■ Your instructions
Please transcribe the listing below with every word intact.

■ Data
■ ■ ■ ■ ■

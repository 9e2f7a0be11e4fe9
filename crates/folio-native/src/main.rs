use rand::rngs::StdRng;
use rand::SeedableRng;
use winit::{
    event::*,
    event_loop::EventLoop,
    keyboard::{Key, NamedKey},
    window::WindowBuilder,
};

use folio_core::{
    render_snow, FieldConfig, FrameScheduler, ParticleBackground, Pixmap, Rgba, SnowConfig,
    SnowField, Viewport,
};

mod layers;
use layers::GpuState;

const BACKGROUND: Rgba = Rgba::new(10.0 / 255.0, 10.0 / 255.0, 10.0 / 255.0, 1.0);

/// Frame requests become winit redraw requests on the next `AboutToWait`.
#[derive(Default)]
struct RedrawRequest {
    pending: bool,
}

impl FrameScheduler for RedrawRequest {
    fn request_frame(&mut self) {
        self.pending = true;
    }

    fn cancel(&mut self) {
        self.pending = false;
    }
}

/// CPU side of the preview: the particle background and the snow overlay,
/// each painted into its own pixmap.
struct Preview {
    background: ParticleBackground<RedrawRequest>,
    particles: Pixmap,
    snow: Option<SnowField>,
    snow_layer: Pixmap,
    rng: StdRng,
    scale: f32,
    reduced_motion: bool,
}

fn pixmap(width: u32, height: u32, scale: f32) -> anyhow::Result<Pixmap> {
    Ok(Pixmap::new(width.max(1), height.max(1))?.with_scale(scale))
}

impl Preview {
    fn new(size: winit::dpi::PhysicalSize<u32>, scale: f32) -> anyhow::Result<Self> {
        let mut preview = Self {
            background: ParticleBackground::new(
                FieldConfig::default(),
                RedrawRequest::default(),
                StdRng::from_entropy(),
            ),
            particles: pixmap(size.width, size.height, scale)?,
            snow: None,
            snow_layer: pixmap(size.width, size.height, scale)?,
            rng: StdRng::from_entropy(),
            scale,
            reduced_motion: false,
        };
        let viewport = preview.viewport(size);
        preview
            .background
            .mount(viewport, false, &mut preview.particles);
        preview.rebuild_snow(viewport);
        Ok(preview)
    }

    fn viewport(&self, size: winit::dpi::PhysicalSize<u32>) -> Viewport {
        Viewport::new(
            size.width as f32 / self.scale,
            size.height as f32 / self.scale,
        )
    }

    fn rebuild_snow(&mut self, viewport: Viewport) {
        match self.snow.as_mut() {
            Some(snow) => snow.resize(viewport),
            None => match SnowField::new(SnowConfig::default(), viewport, &mut self.rng) {
                Ok(snow) => self.snow = Some(snow),
                Err(e) => log::info!("snow deferred: {e}"),
            },
        }
        if let Some(snow) = &self.snow {
            render_snow(&mut self.snow_layer, snow);
        }
    }

    fn resize(&mut self, size: winit::dpi::PhysicalSize<u32>, scale: f32) -> anyhow::Result<()> {
        self.scale = scale;
        self.particles = pixmap(size.width, size.height, scale)?;
        self.snow_layer = pixmap(size.width, size.height, scale)?;
        let viewport = self.viewport(size);
        self.background.resize(viewport, &mut self.particles);
        self.rebuild_snow(viewport);
        Ok(())
    }

    fn toggle_reduced_motion(&mut self) {
        self.reduced_motion = !self.reduced_motion;
        self.background
            .set_reduced_motion(self.reduced_motion, &mut self.particles);
    }

    /// Same teardown as the web unmount: cancel the frame driver, release the
    /// pool and stop the snow.
    fn shutdown(&mut self) {
        self.background.unmount();
        if self.snow.take().is_some() {
            log::info!("snow unmounted");
        }
    }

    /// True while either layer wants another frame.
    fn wants_frame(&self) -> bool {
        self.background.scheduler().pending || (!self.reduced_motion && self.snow.is_some())
    }

    /// Advances whatever is animating. Returns false when nothing changed.
    fn step(&mut self) -> bool {
        let mut changed = false;
        if self.background.scheduler().pending {
            self.background.scheduler_mut().pending = false;
            self.background.frame(&mut self.particles);
            changed = true;
        }
        // snow has no static frame; it simply holds still under reduced motion
        if !self.reduced_motion {
            if let Some(snow) = self.snow.as_mut() {
                snow.step(&mut self.rng);
                render_snow(&mut self.snow_layer, snow);
                changed = true;
            }
        }
        changed
    }
}

fn upload_layers(gpu: &mut GpuState<'_>, preview: &Preview) {
    gpu.upload(0, &preview.particles.to_image());
    gpu.upload(1, &preview.snow_layer.to_image());
}

fn main() -> anyhow::Result<()> {
    env_logger::builder()
        .filter_level(log::LevelFilter::Info)
        .init();

    let event_loop = EventLoop::new()?;
    let window = WindowBuilder::new()
        .with_title("folio background (native preview)")
        .build(&event_loop)?;

    let mut preview = Preview::new(window.inner_size(), window.scale_factor() as f32)?;
    let mut state = pollster::block_on(GpuState::new(&window, BACKGROUND.to_linear()))?;
    upload_layers(&mut state, &preview);
    log::info!("native preview running; press R to toggle reduced motion");

    event_loop.run(move |event, elwt| match event {
        Event::WindowEvent { event, .. } => match event {
            WindowEvent::CloseRequested => {
                preview.shutdown();
                elwt.exit();
            }
            WindowEvent::Resized(size) => {
                state.resize(size);
                if let Err(e) = preview.resize(size, state.window.scale_factor() as f32) {
                    log::warn!("resize skipped: {e}");
                }
                upload_layers(&mut state, &preview);
                state.window.request_redraw();
            }
            WindowEvent::CursorMoved { position, .. } => {
                let logical = position.to_logical::<f32>(state.window.scale_factor());
                preview.background.pointer_moved(logical.x, logical.y);
            }
            WindowEvent::CursorLeft { .. } => preview.background.pointer_left(),
            WindowEvent::KeyboardInput {
                event:
                    KeyEvent {
                        logical_key,
                        state: ElementState::Pressed,
                        repeat: false,
                        ..
                    },
                ..
            } => match logical_key.as_ref() {
                Key::Character(c) if c.eq_ignore_ascii_case("r") => {
                    preview.toggle_reduced_motion();
                    upload_layers(&mut state, &preview);
                    state.window.request_redraw();
                }
                Key::Named(NamedKey::Escape) => {
                    preview.shutdown();
                    elwt.exit();
                }
                _ => {}
            },
            WindowEvent::RedrawRequested => match state.render() {
                Ok(()) => {}
                Err(wgpu::SurfaceError::Lost | wgpu::SurfaceError::Outdated) => {
                    state.resize(state.window.inner_size())
                }
                Err(wgpu::SurfaceError::OutOfMemory) => elwt.exit(),
                Err(e) => log::warn!("frame dropped: {e:?}"),
            },
            _ => {}
        },
        Event::AboutToWait => {
            if preview.wants_frame() && preview.step() {
                upload_layers(&mut state, &preview);
                state.window.request_redraw();
            }
        }
        _ => {}
    })?;
    Ok(())
}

■ ■ ■ ■ ■

■ Result
repository 9e2f7a0be11e4fe9
filename crates/folio-native/src/main.rs
use rand::rngs::StdRng;
use rand::SeedableRng;
use winit::{
    event::*,
    event_loop::EventLoop,
    keyboard::{Key, NamedKey},
    window::WindowBuilder,
};

use folio_core::{
    render_snow, FieldConfig, FrameScheduler, ParticleBackground, Pixmap, Rgba, SnowConfig,
    SnowField, Viewport,
};

mod layers;
use layers::GpuState;

const BACKGROUND: Rgba = Rgba::new(10.0 / 255.0, 10.0 / 255.0, 10.0 / 255.0, 1.0);

/// Frame requests become winit redraw requests on the next `AboutToWait`.
#[derive(Default)]
struct RedrawRequest {
    pending: bool,
}

impl FrameScheduler for RedrawRequest {
    fn request_frame(&mut self) {
        self.pending = true;
    }

    fn cancel(&mut self) {
        self.pending = false;
    }
}

/// CPU side of the preview: the particle background and the snow overlay,
/// each painted into its own pixmap.
struct Preview {
    background: ParticleBackground<RedrawRequest>,
    particles: Pixmap,
    snow: Option<SnowField>,
    snow_layer: Pixmap,
    rng: StdRng,
    scale: f32,
    reduced_motion: bool,
}

fn pixmap(width: u32, height: u32, scale: f32) -> anyhow::Result<Pixmap> {
    Ok(Pixmap::new(width.max(1), height.max(1))?.with_scale(scale))
}

impl Preview {
    fn new(size: winit::dpi::PhysicalSize<u32>, scale: f32) -> anyhow::Result<Self> {
        let mut preview = Self {
            background: ParticleBackground::new(
                FieldConfig::default(),
                RedrawRequest::default(),
                StdRng::from_entropy(),
            ),
            particles: pixmap(size.width, size.height, scale)?,
            snow: None,
            snow_layer: pixmap(size.width, size.height, scale)?,
            rng: StdRng::from_entropy(),
            scale,
            reduced_motion: false,
        };
        let viewport = preview.viewport(size);
        preview
            .background
            .mount(viewport, false, &mut preview.particles);
        preview.rebuild_snow(viewport);
        Ok(preview)
    }

    fn viewport(&self, size: winit::dpi::PhysicalSize<u32>) -> Viewport {
        Viewport::new(
            size.width as f32 / self.scale,
            size.height as f32 / self.scale,
        )
    }

    fn rebuild_snow(&mut self, viewport: Viewport) {
        match self.snow.as_mut() {
            Some(snow) => snow.resize(viewport),
            None => match SnowField::new(SnowConfig::default(), viewport, &mut self.rng) {
                Ok(snow) => self.snow = Some(snow),
                Err(e) => log::info!("snow deferred: {e}"),
            },
        }
        if let Some(snow) = &self.snow {
            render_snow(&mut self.snow_layer, snow);
        }
    }

    fn resize(&mut self, size: winit::dpi::PhysicalSize<u32>, scale: f32) -> anyhow::Result<()> {
        self.scale = scale;
        self.particles = pixmap(size.width, size.height, scale)?;
        self.snow_layer = pixmap(size.width, size.height, scale)?;
        let viewport = self.viewport(size);
        self.background.resize(viewport, &mut self.particles);
        self.rebuild_snow(viewport);
        Ok(())
    }

    fn toggle_reduced_motion(&mut self) {
        self.reduced_motion = !self.reduced_motion;
        self.background
            .set_reduced_motion(self.reduced_motion, &mut self.particles);
    }

    /// Same teardown as the web unmount: cancel the frame driver, release the
    /// pool and stop the snow.
    fn shutdown(&mut self) {
        self.background.unmount();
        if self.snow.take().is_some() {
            log::info!("snow unmounted");
        }
    }

    /// True while either layer wants another frame.
    fn wants_frame(&self) -> bool {
        self.background.scheduler().pending || (!self.reduced_motion && self.snow.is_some())
    }

    /// Advances whatever is animating. Returns false when nothing changed.
    fn step(&mut self) -> bool {
        let mut changed = false;
        if self.background.scheduler().pending {
            self.background.scheduler_mut().pending = false;
            self.background.frame(&mut self.particles);
            changed = true;
        }
        // snow has no static frame; it simply holds still under reduced motion
        if !self.reduced_motion {
            if let Some(snow) = self.snow.as_mut() {
                snow.step(&mut self.rng);
                render_snow(&mut self.snow_layer, snow);
                changed = true;
            }
        }
        changed
    }
}

fn upload_layers(gpu: &mut GpuState<'_>, preview: &Preview) {
    gpu.upload(0, &preview.particles.to_image());
    gpu.upload(1, &preview.snow_layer.to_image());
}

fn main() -> anyhow::Result<()> {
    env_logger::builder()
        .filter_level(log::LevelFilter::Info)
        .init();

    let event_loop = EventLoop::new()?;
    let window = WindowBuilder::new()
        .with_title("folio background (native preview)")
        .build(&event_loop)?;

    let mut preview = Preview::new(window.inner_size(), window.scale_factor() as f32)?;
    let mut state = pollster::block_on(GpuState::new(&window, BACKGROUND.to_linear()))?;
    upload_layers(&mut state, &preview);
    log::info!("native preview running; press R to toggle reduced motion");

    event_loop.run(move |event, elwt| match event {
        Event::WindowEvent { event, .. } => match event {
            WindowEvent::CloseRequested => {
                preview.shutdown();
                elwt.exit();
            }
            WindowEvent::Resized(size) => {
                state.resize(size);
                if let Err(e) = preview.resize(size, state.window.scale_factor() as f32) {
                    log::warn!("resize skipped: {e}");
                }
                upload_layers(&mut state, &preview);
                state.window.request_redraw();
            }
            WindowEvent::CursorMoved { position, .. } => {
                let logical = position.to_logical::<f32>(state.window.scale_factor());
                preview.background.pointer_moved(logical.x, logical.y);
            }
            WindowEvent::CursorLeft { .. } => preview.background.pointer_left(),
            WindowEvent::KeyboardInput {
                event:
                    KeyEvent {
                        logical_key,
                        state: ElementState::Pressed,
                        repeat: false,
                        ..
                    },
                ..
            } => match logical_key.as_ref() {
                Key::Character(c) if c.eq_ignore_ascii_case("r") => {
                    preview.toggle_reduced_motion();
                    upload_layers(&mut state, &preview);
                    state.window.request_redraw();
                }
                Key::Named(NamedKey::Escape) => {
                    preview.shutdown();
                    elwt.exit();
                }
                _ => {}
            },
            WindowEvent::RedrawRequested => match state.render() {
                Ok(()) => {}
                Err(wgpu::SurfaceError::Lost | wgpu::SurfaceError::Outdated) => {
                    state.resize(state.window.inner_size())
                }
                Err(wgpu::SurfaceError::OutOfMemory) => elwt.exit(),
                Err(e) => log::warn!("frame dropped: {e:?}"),
            },
            _ => {}
        },
        Event::AboutToWait => {
            if preview.wants_frame() && preview.step() {
                upload_layers(&mut state, &preview);
                state.window.request_redraw();
            }
        }
        _ => {}
    })?;
    Ok(())
}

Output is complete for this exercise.